If the Syngonium is looking super sad and you want to go all in on its recovery and end up with a super full plant, you can cut the stem into all the separate nodes and root them as wet sticks.

This takes longer than just re-rooting the whole plant BUT you’ll end up with a really bushy plant once it gets going.

I wouldn’t recommend doing this in winter unless you have a growlight/heatlamp/humidifier set up because you can end up losing a lot of the nodes if you don’t know what you’re doing.

Can an overwatered Syngonium recover on its own?

It can, but it depends on three things:

  1. How bad the rot is
  2. How established the Syngonium is
  3. How well you change your care

I personally don’t recommend letting overwatered recover on their own, but it’s disingenuous for me to say that they 100% can’t.

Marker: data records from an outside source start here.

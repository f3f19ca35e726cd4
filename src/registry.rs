use std::collections::HashMap;
use std::sync::Arc;
use std::time::Duration;

use tokio::time::Instant;

use crate::session::{CallKey, CallSession, SessionContext};

/// Live calls keyed by identity. Only the dispatch loop writes to it.
pub struct SessionRegistry {
    sessions: HashMap<CallKey, CallSession>,
    ctx: Arc<SessionContext>,
    idle_timeout: Option<Duration>,
}

impl SessionRegistry {
    pub fn new(ctx: Arc<SessionContext>) -> Self {
        let idle_timeout = ctx.dialog.idle_timeout();
        Self {
            sessions: HashMap::new(),
            ctx,
            idle_timeout,
        }
    }

    /// Returns the session for `key`, creating it on first sight. The flag
    /// is true when the session was just created.
    pub fn get_or_create(&mut self, key: CallKey) -> (&mut CallSession, bool) {
        let ctx = &self.ctx;
        let mut created = false;
        let session = self.sessions.entry(key).or_insert_with(|| {
            created = true;
            CallSession::new(key, ctx.clone())
        });
        (session, created)
    }

    pub fn get(&self, key: &CallKey) -> Option<&CallSession> {
        self.sessions.get(key)
    }

    /// Drops a call on call-control hangup. Work already queued for it
    /// finishes on its own.
    pub fn remove(&mut self, key: &CallKey) -> bool {
        self.sessions.remove(key).is_some()
    }

    pub fn len(&self) -> usize {
        self.sessions.len()
    }

    pub fn is_empty(&self) -> bool {
        self.sessions.is_empty()
    }

    /// Removes sessions that have not been fed within the idle timeout.
    pub fn evict_idle(&mut self, now: Instant) -> usize {
        let Some(timeout) = self.idle_timeout else {
            return 0;
        };
        let before = self.sessions.len();
        self.sessions.retain(|key, session| {
            let keep = now.saturating_duration_since(session.last_seen()) < timeout;
            if !keep {
                log::info!("[{}] evicted after {}s idle", key, timeout.as_secs());
            }
            keep
        });
        before - self.sessions.len()
    }
}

Syngoniums are pretty good at adapting to their environment and hanging onto life, so if you work out what caused the root rot/overwatering and adjust your care, it can recover on its own.

Sometimes the bacteria can get into the plant (especially if it’s pretty weak anyway) and it will need to be repotted, have the roots trimmed, and be generally molly-coddled until it starts to regrow again.

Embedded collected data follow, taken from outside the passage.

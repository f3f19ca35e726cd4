//! External services the relay talks to: speech recognition, reply
//! generation and speech synthesis.
//!
//! Sessions only see the traits below. Every call made through
//! [`Collaborators`] carries its own timeout, so a slow service turns into a
//! `CollaboratorTimeout` instead of a stalled worker.

pub mod llm_client;
pub mod stt_stream;
pub mod yandex_stt;
pub mod yandex_tts;

use std::future::Future;
use std::sync::Arc;
use std::time::Duration;

use async_trait::async_trait;
use serde::{Deserialize, Serialize};

use crate::config::Config;
use crate::error::{RelayError, RelayResult};

pub use llm_client::LlmClient;
pub use stt_stream::{SttEvent, SttStream};
pub use yandex_stt::YandexStt;
pub use yandex_tts::YandexTts;

#[derive(Debug, Clone, Copy, PartialEq, Eq, Serialize, Deserialize)]
#[serde(rename_all = "lowercase")]
pub enum Role {
    System,
    User,
    Assistant,
}

/// One conversation turn, serialized as a chat-completions message.
#[derive(Debug, Clone, PartialEq, Eq, Serialize, Deserialize)]
pub struct ChatMessage {
    pub role: Role,
    pub content: String,
}

impl ChatMessage {
    pub fn system(content: impl Into<String>) -> Self {
        Self {
            role: Role::System,
            content: content.into(),
        }
    }

    pub fn user(content: impl Into<String>) -> Self {
        Self {
            role: Role::User,
            content: content.into(),
        }
    }

    pub fn assistant(content: impl Into<String>) -> Self {
        Self {
            role: Role::Assistant,
            content: content.into(),
        }
    }
}

/// Speech to text. Returns an empty string when nothing was recognized.
#[async_trait]
pub trait Recognizer: Send + Sync {
    async fn recognize(&self, pcm: &[u8], sample_rate: u32) -> RelayResult<String>;
}

/// Reply text for a conversation history.
#[async_trait]
pub trait Generator: Send + Sync {
    async fn generate(&self, history: &[ChatMessage]) -> RelayResult<String>;
}

/// Text to 8 kHz s16le PCM.
#[async_trait]
pub trait Synthesizer: Send + Sync {
    async fn synthesize(&self, text: &str) -> RelayResult<Vec<u8>>;
}

#[derive(Debug, Clone, Copy)]
pub struct Timeouts {
    pub recognize: Duration,
    pub generate: Duration,
    pub synthesize: Duration,
}

impl Default for Timeouts {
    fn default() -> Self {
        Self {
            recognize: Duration::from_secs(30),
            generate: Duration::from_secs(60),
            synthesize: Duration::from_secs(30),
        }
    }
}

/// The collaborator set shared by every session.
#[derive(Clone)]
pub struct Collaborators {
    recognizer: Arc<dyn Recognizer>,
    generator: Arc<dyn Generator>,
    synthesizer: Arc<dyn Synthesizer>,
    timeouts: Timeouts,
}

impl Collaborators {
    pub fn new(
        recognizer: Arc<dyn Recognizer>,
        generator: Arc<dyn Generator>,
        synthesizer: Arc<dyn Synthesizer>,
        timeouts: Timeouts,
    ) -> Self {
        Self {
            recognizer,
            generator,
            synthesizer,
            timeouts,
        }
    }

    /// Builds the HTTP-backed services from config.
    pub fn from_config(config: &Config) -> RelayResult<Self> {
        let recognizer = YandexStt::new(&config.stt)?;
        let generator = LlmClient::new(&config.llm)?;
        let synthesizer = YandexTts::new(&config.tts)?;
        Ok(Self::new(
            Arc::new(recognizer),
            Arc::new(generator),
            Arc::new(synthesizer),
            Timeouts {
                recognize: Duration::from_secs(config.stt.timeout_secs),
                generate: Duration::from_secs(config.llm.timeout_secs),
                synthesize: Duration::from_secs(config.tts.timeout_secs),
            },
        ))
    }

    pub async fn recognize(&self, pcm: &[u8], sample_rate: u32) -> RelayResult<String> {
        with_timeout(
            "stt",
            self.timeouts.recognize,
            self.recognizer.recognize(pcm, sample_rate),
        )
        .await
    }

    pub async fn generate(&self, history: &[ChatMessage]) -> RelayResult<String> {
        with_timeout("llm", self.timeouts.generate, self.generator.generate(history)).await
    }

    pub async fn synthesize(&self, text: &str) -> RelayResult<Vec<u8>> {
        with_timeout("tts", self.timeouts.synthesize, self.synthesizer.synthesize(text)).await
    }
}

async fn with_timeout<T>(
    service: &'static str,
    after: Duration,
    fut: impl Future<Output = RelayResult<T>>,
) -> RelayResult<T> {
    match tokio::time::timeout(after, fut).await {
        Ok(result) => result,
        Err(_) => Err(RelayError::CollaboratorTimeout { service, after }),
    }
}

/// Cuts a response body down for error messages.
pub(crate) fn truncate_body(body: &str, max: usize) -> &str {
    if body.len() <= max {
        return body;
    }
    let mut end = max;
    while !body.is_char_boundary(end) {
        end -= 1;
    }
    &body[..end]
}

#[cfg(test)]
mod tests {
    use super::*;

    struct Slow;

    #[async_trait]
    impl Synthesizer for Slow {
        async fn synthesize(&self, _text: &str) -> RelayResult<Vec<u8>> {
            tokio::time::sleep(Duration::from_secs(10)).await;
            Ok(vec![0; 4])
        }
    }

    struct Echo;

    #[async_trait]
    impl Recognizer for Echo {
        async fn recognize(&self, pcm: &[u8], _sample_rate: u32) -> RelayResult<String> {
            Ok(format!("{} bytes", pcm.len()))
        }
    }

    #[async_trait]
    impl Generator for Echo {
        async fn generate(&self, history: &[ChatMessage]) -> RelayResult<String> {
            Ok(format!("{} turns", history.len()))
        }
    }

    #[tokio::test(start_paused = true)]
    async fn test_slow_service_times_out() {
        let services = Collaborators::new(
            Arc::new(Echo),
            Arc::new(Echo),
            Arc::new(Slow),
            Timeouts {
                synthesize: Duration::from_secs(1),
                ..Default::default()
            },
        );

        assert_eq!(services.recognize(&[0; 8], 8000).await.unwrap(), "8 bytes");
        assert_eq!(
            services.generate(&[ChatMessage::system("x")]).await.unwrap(),
            "1 turns"
        );
        match services.synthesize("hello").await {
            Err(RelayError::CollaboratorTimeout { service, after }) => {
                assert_eq!(service, "tts");
                assert_eq!(after, Duration::from_secs(1));
            }
            other => panic!("expected timeout, got {:?}", other),
        }
    }

    #[test]
    fn test_chat_message_wire_shape() {
        let json = serde_json::to_string(&ChatMessage::assistant("ok")).unwrap();
        assert_eq!(json, r#"{"role":"assistant","content":"ok"}"#);
    }

    #[test]
    fn test_truncate_body_respects_char_boundaries() {
        assert_eq!(truncate_body("abc", 10), "abc");
        assert_eq!(truncate_body("привет", 3), "п");
    }
}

Sometimes a larger, more established plant just needs to be left to dry out.

Once the environment in the soil is no longer able to sustain a large volume of the bacteria causing the rot, it’ll go away and won’t progress any further.

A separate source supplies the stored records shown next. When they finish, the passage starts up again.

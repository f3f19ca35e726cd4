#![allow(dead_code)]

use std::collections::{HashMap, VecDeque};
use std::io;
use std::net::SocketAddr;
use std::sync::atomic::{AtomicBool, AtomicUsize, Ordering};
use std::sync::{Arc, Mutex};
use std::time::Duration;

use async_trait::async_trait;
use tokio::time::Instant;

use rtp_voice_relay::audio::{FRAME_SAMPLES, WireEncoding, encode_frame, pcm_to_le_bytes};
use rtp_voice_relay::collaborators::{
    ChatMessage, Collaborators, Generator, Recognizer, Synthesizer, Timeouts,
};
use rtp_voice_relay::config::{SessionConfig, VadConfig};
use rtp_voice_relay::error::{RelayError, RelayResult};
use rtp_voice_relay::escalation::Escalation;
use rtp_voice_relay::rtp;
use rtp_voice_relay::session::{PacketSink, SessionContext};
use rtp_voice_relay::worker_pool::{PoolWorkers, WorkerPool};

pub struct SentPacket {
    pub at: Instant,
    pub peer: SocketAddr,
    pub bytes: Vec<u8>,
}

/// Records outbound packets and how many sends overlapped.
#[derive(Default)]
pub struct RecordingSink {
    packets: Mutex<Vec<SentPacket>>,
    in_flight: AtomicUsize,
    max_in_flight: AtomicUsize,
    fail: AtomicBool,
}

impl RecordingSink {
    pub fn packets(&self) -> Vec<rtp::WirePacket> {
        self.packets
            .lock()
            .unwrap()
            .iter()
            .map(|p| rtp::decode(&p.bytes).unwrap())
            .collect()
    }

    pub fn sent(&self) -> Vec<(Instant, SocketAddr)> {
        self.packets
            .lock()
            .unwrap()
            .iter()
            .map(|p| (p.at, p.peer))
            .collect()
    }

    pub fn len(&self) -> usize {
        self.packets.lock().unwrap().len()
    }

    pub fn max_in_flight(&self) -> usize {
        self.max_in_flight.load(Ordering::SeqCst)
    }

    pub fn fail_sends(&self) {
        self.fail.store(true, Ordering::SeqCst);
    }
}

#[async_trait]
impl PacketSink for RecordingSink {
    async fn send_to(&self, packet: &[u8], peer: SocketAddr) -> io::Result<usize> {
        if self.fail.load(Ordering::SeqCst) {
            return Err(io::Error::new(io::ErrorKind::Other, "network down"));
        }
        let now = self.in_flight.fetch_add(1, Ordering::SeqCst) + 1;
        self.max_in_flight.fetch_max(now, Ordering::SeqCst);
        tokio::task::yield_now().await;
        self.packets.lock().unwrap().push(SentPacket {
            at: Instant::now(),
            peer,
            bytes: packet.to_vec(),
        });
        self.in_flight.fetch_sub(1, Ordering::SeqCst);
        Ok(packet.len())
    }
}

/// Replays scripted results, then returns `fallback`.
#[derive(Default)]
pub struct MockRecognizer {
    script: Mutex<VecDeque<Result<String, String>>>,
    fallback: Mutex<String>,
    calls: AtomicUsize,
}

impl MockRecognizer {
    pub fn always(text: &str) -> Self {
        let r = Self::default();
        *r.fallback.lock().unwrap() = text.to_string();
        r
    }

    pub fn push(&self, result: Result<&str, &str>) {
        self.script
            .lock()
            .unwrap()
            .push_back(result.map(str::to_string).map_err(str::to_string));
    }

    pub fn calls(&self) -> usize {
        self.calls.load(Ordering::SeqCst)
    }
}

#[async_trait]
impl Recognizer for MockRecognizer {
    async fn recognize(&self, _pcm: &[u8], _sample_rate: u32) -> RelayResult<String> {
        self.calls.fetch_add(1, Ordering::SeqCst);
        let next = self.script.lock().unwrap().pop_front();
        match next {
            Some(Ok(text)) => Ok(text),
            Some(Err(msg)) => Err(RelayError::collaborator("stt", msg)),
            None => Ok(self.fallback.lock().unwrap().clone()),
        }
    }
}

/// Answers "reply to <last user turn>" unless told to fail.
#[derive(Default)]
pub struct MockGenerator {
    seen: Mutex<Vec<Vec<ChatMessage>>>,
    fail: AtomicBool,
    delay: Duration,
}

impl MockGenerator {
    /// Takes `delay` to answer each request.
    pub fn slow(delay: Duration) -> Self {
        Self {
            delay,
            ..Self::default()
        }
    }

    pub fn failing() -> Self {
        let g = Self::default();
        g.fail.store(true, Ordering::SeqCst);
        g
    }

    pub fn seen(&self) -> Vec<Vec<ChatMessage>> {
        self.seen.lock().unwrap().clone()
    }
}

#[async_trait]
impl Generator for MockGenerator {
    async fn generate(&self, history: &[ChatMessage]) -> RelayResult<String> {
        self.seen.lock().unwrap().push(history.to_vec());
        if !self.delay.is_zero() {
            tokio::time::sleep(self.delay).await;
        }
        if self.fail.load(Ordering::SeqCst) {
            return Err(RelayError::collaborator("llm", "HTTP 503"));
        }
        let last = history.last().map(|m| m.content.as_str()).unwrap_or_default();
        Ok(format!("reply to {}", last))
    }
}

/// Returns `frames` worth of constant-level PCM. The level can be pinned per
/// text so the frames of different utterances are distinguishable on the wire.
pub struct MockSynthesizer {
    frames: usize,
    levels: Mutex<HashMap<String, i16>>,
    texts: Mutex<Vec<String>>,
    fail: AtomicBool,
}

impl MockSynthesizer {
    pub fn new(frames: usize) -> Self {
        Self {
            frames,
            levels: Mutex::new(HashMap::new()),
            texts: Mutex::new(Vec::new()),
            fail: AtomicBool::new(false),
        }
    }

    pub fn level_for(&self, text: &str, level: i16) {
        self.levels.lock().unwrap().insert(text.to_string(), level);
    }

    pub fn texts(&self) -> Vec<String> {
        self.texts.lock().unwrap().clone()
    }

    pub fn fail(&self) {
        self.fail.store(true, Ordering::SeqCst);
    }
}

#[async_trait]
impl Synthesizer for MockSynthesizer {
    async fn synthesize(&self, text: &str) -> RelayResult<Vec<u8>> {
        self.texts.lock().unwrap().push(text.to_string());
        if self.fail.load(Ordering::SeqCst) {
            return Err(RelayError::collaborator("tts", "HTTP 500"));
        }
        let level = self.levels.lock().unwrap().get(text).copied().unwrap_or(500);
        Ok(pcm_to_le_bytes(&vec![level; self.frames * FRAME_SAMPLES]))
    }
}

pub struct Options {
    pub encoding: WireEncoding,
    pub dialog: SessionConfig,
    pub workers: usize,
    pub queue_capacity: usize,
    pub synth_frames: usize,
}

impl Default for Options {
    fn default() -> Self {
        Self {
            encoding: WireEncoding::Ulaw,
            dialog: SessionConfig {
                greeting: String::new(),
                ..Default::default()
            },
            workers: 2,
            queue_capacity: 16,
            synth_frames: 3,
        }
    }
}

pub struct Harness {
    pub ctx: Arc<SessionContext>,
    pub sink: Arc<RecordingSink>,
    pub stt: Arc<MockRecognizer>,
    pub llm: Arc<MockGenerator>,
    pub tts: Arc<MockSynthesizer>,
    pub workers: PoolWorkers,
}

pub fn harness() -> Harness {
    build(Options::default(), MockRecognizer::always("hello"), MockGenerator::default())
}

/// Must be called inside a tokio runtime; the pool spawns its workers.
pub fn build(options: Options, stt: MockRecognizer, llm: MockGenerator) -> Harness {
    let sink = Arc::new(RecordingSink::default());
    let stt = Arc::new(stt);
    let llm = Arc::new(llm);
    let tts = Arc::new(MockSynthesizer::new(options.synth_frames));
    let (pool, workers) = WorkerPool::spawn(options.workers, options.queue_capacity);

    let services = Collaborators::new(stt.clone(), llm.clone(), tts.clone(), Timeouts::default());
    let ctx = Arc::new(SessionContext {
        services,
        sink: sink.clone(),
        pool,
        escalation: Arc::new(Escalation::disabled()),
        dialog: options.dialog,
        encoding: options.encoding,
        payload_type: options.encoding.default_payload_type(),
        segmenter: VadConfig::default().segmenter(),
    });

    Harness {
        ctx,
        sink,
        stt,
        llm,
        tts,
        workers,
    }
}

pub fn peer(port: u16) -> SocketAddr {
    SocketAddr::from(([10, 0, 0, 1], port))
}

pub fn loud_frame() -> Vec<u8> {
    let samples: Vec<i16> = (0..FRAME_SAMPLES)
        .map(|i| if i % 2 == 0 { 2000 } else { -2000 })
        .collect();
    encode_frame(&samples, WireEncoding::Ulaw)
}

pub fn silent_frame() -> Vec<u8> {
    vec![0xFF; FRAME_SAMPLES]
}

pub fn datagram(sequence: u16, ssrc: u32, payload: &[u8]) -> Vec<u8> {
    rtp::encode(
        0,
        sequence,
        (sequence as u32).wrapping_mul(FRAME_SAMPLES as u32),
        ssrc,
        payload,
    )
    .to_vec()
}

/// One second of speech followed by enough silence to close it.
pub fn utterance_payloads() -> Vec<Vec<u8>> {
    let mut frames = vec![loud_frame(); 50];
    frames.extend(vec![silent_frame(); 45]);
    frames
}

/// Lets queued work and paced sends finish on the paused clock.
pub async fn settle() {
    tokio::time::sleep(Duration::from_secs(30)).await;
}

There are various strains of these bacteria, and short of sending off samples to a lab, you’re never going to know if it’s a particularly destructive one or not.

In short, some plants can recover on their own, but if that's the route you choose to take, make sure you keep a close eye on the roots whilst it's recovering.

I purposefully keep plants that are prone to root rot in clear pots so I can monitor their roots without disturbing them.

In my experience, Syngonium aren’t prone to root rot, and are one of the plants more likely to recover on their own than, say, Monstera Thai Constellation, but you’ll need to check the roots and take really good care of the plant if it’s to recover on its own.

Should you repot an overwatered Syngonium?

It’s generally recommended that you do, but I never do. If the soil’s too dense I might add in some bark or something. If it’s super wet I might lay it out on a tarp to dry, but I never throw root-rotty soil out.

A lot of professional plant people will be horrified by this, but in my experience, once you’ve changed the environment so that it can no longer support the bacteria, the problem’s gone.

It's very much a case of personal preference, but I've never had a problem with transferring root rot to other plants via soil. 

There are people all over Facebook insisting that you need to do a full repot after fungus gnats which is bananas to me.

Overwatering is a care issue, not just a soil issue.

You need to adjust your care, and when you do so, the soil will change too. If you change the soil but keep your care the same, you’re just going to have a lot of dead plants and an expensive soil habit.

Root rot bacteria naturally live in soil, along with millions of other microbes. We don’t need to eliminate them, we need to keep them balanced.

Final thoughts

Snygoniums aren’t particularly prone to root rot, so they’re a great plant for beginners to get to grips with watering house plants properly.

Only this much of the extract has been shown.